The snowstorm shut down traffic and communications on land, causing hundreds of thousands of dollars in damage. 22 inches (56 cm) of snow in Cleveland, Ohio, closed stores for two days. There was no electricity for days in many parts of Michigan and Ontario, so telephones and telegraphs did not work. A recently built weir to protect Chicago’s Lincoln Park from storms was washed away in a matter of hours. Milwaukee lost the southern pier and much of the adjacent South Park area that had just been renovated.
After the last snowdrifts passed Cleveland, the city was paralyzed under a snow and sleet foot and without electricity for days. Telephone poles were broken and electricity cables snapped. The November 11 issue of the Plain Dealer described the situation:
“Cleveland was completely covered in a white blanket, deaf and mute to the outside world, a city in a lonely white world after the violence of the two-day blizzard calmed down yesterday afternoon.”
William H. Alexander, Cleveland’s head of the weather service, stated:
“Considering everything — the thickness of the snowpack, the tremendous wind force, the amount of damage and the complete unpreparedness of the people — I think we can safely say that this storm is the most severe we’ve seen in Cleveland in the 43 years we have a weather service here.”
The greatest damage was in the lakes. Ships were wrecked on all lakes except Lake Ontario, most to the south and west of Lake Huron. Waves reached heights of at least eleven meters. In the late afternoon of November 10, an unidentified ship was discovered floating upside down in the water about 20 meters from the east coast of Michigan, within sight of Huronia Beach and St. Clair River’s mouth. Determining the identity of this “mystery ship” became a locally important issue with daily front-page reports.
The ship eventually sank, and it was not until Saturday, November 15, when it was determined to be the Charles S. Price. This was the first time in Great Lakes history that a fully loaded ore carrier had capsized. Milton Smith, an assistant engineer who decided not to sail at the last minute, helped identify some of the bodies found.
The final amount of the financial damage was $2,332,000 for completely lost ships, $830,900 for total-loss ships, $620,000 for stranded ships that could be used again, and approximately $1,000,000 in lost cargo (all at the then value of the dollar). The amounts do not include damage on land.

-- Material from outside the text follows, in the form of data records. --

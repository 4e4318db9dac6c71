//! URL manipulation utilities.
//!
//! Canonicalization here defines the deduplication key for the whole
//! crawl: two URLs that canonicalize to the same string are treated as
//! the same document.

use anyhow::Result;
use url::Url;

/// Canonicalize a URL for use as a deduplication key.
///
/// Lowercases scheme and host, strips default ports, normalizes dot
/// segments (all via the `url` crate's WHATWG parsing), and removes the
/// query and fragment. The operation is idempotent:
/// `canonicalize_url(canonicalize_url(u)) == canonicalize_url(u)`.
pub fn canonicalize_url(raw: &str) -> Result<String, url::ParseError> {
    let mut parsed = Url::parse(raw)?;
    parsed.set_fragment(None);
    parsed.set_query(None);
    Ok(parsed.into())
}

/// Check whether a URL is something the crawler can fetch.
///
/// Skips data URLs, javascript URLs, and other non-http schemes.
#[must_use]
pub fn is_fetchable_url(url: &str) -> bool {
    if url.is_empty() {
        return false;
    }

    if url.starts_with("data:") || url.starts_with("javascript:") || url.starts_with("mailto:") {
        return false;
    }

    match Url::parse(url) {
        Ok(parsed) => matches!(parsed.scheme(), "http" | "https"),
        Err(_) => false,
    }
}

/// Extract the lowercase host from a URL.
pub fn extract_host(url: &str) -> Result<String> {
    let parsed = Url::parse(url).map_err(|e| anyhow::anyhow!("failed to parse URL: {e}"))?;
    parsed
        .host_str()
        .map(str::to_ascii_lowercase)
        .ok_or_else(|| anyhow::anyhow!("URL has no host: {url}"))
}

/// Check whether `host` belongs to the crawl's start site.
///
/// A host matches when it equals the start host, or (when
/// `allow_subdomains` is set) when it is a subdomain of it.
#[must_use]
pub fn is_same_site(host: &str, start_host: &str, allow_subdomains: bool) -> bool {
    let host = host.to_ascii_lowercase();
    let start_host = start_host.to_ascii_lowercase();
    if host == start_host {
        return true;
    }
    if allow_subdomains {
        // "docs.example.com" is under "example.com"; "notexample.com" is not.
        return host
            .strip_suffix(&start_host)
            .is_some_and(|prefix| prefix.ends_with('.'));
    }
    false
}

The storm had various long-term consequences. Complaints against the Meteorological Department resulted in increasing efforts to provide more accurate forecasts and faster communication of storm warnings. Shipping and insurance companies entered into consultations to arrive at safer designs for ships. This led to the construction of more stable ships with more strength in the longitudinal direction so that they are less likely to break. Shortly after the snowstorm, Cleveland’s city began laying all electrical and telephone cables underground, a project that took five years.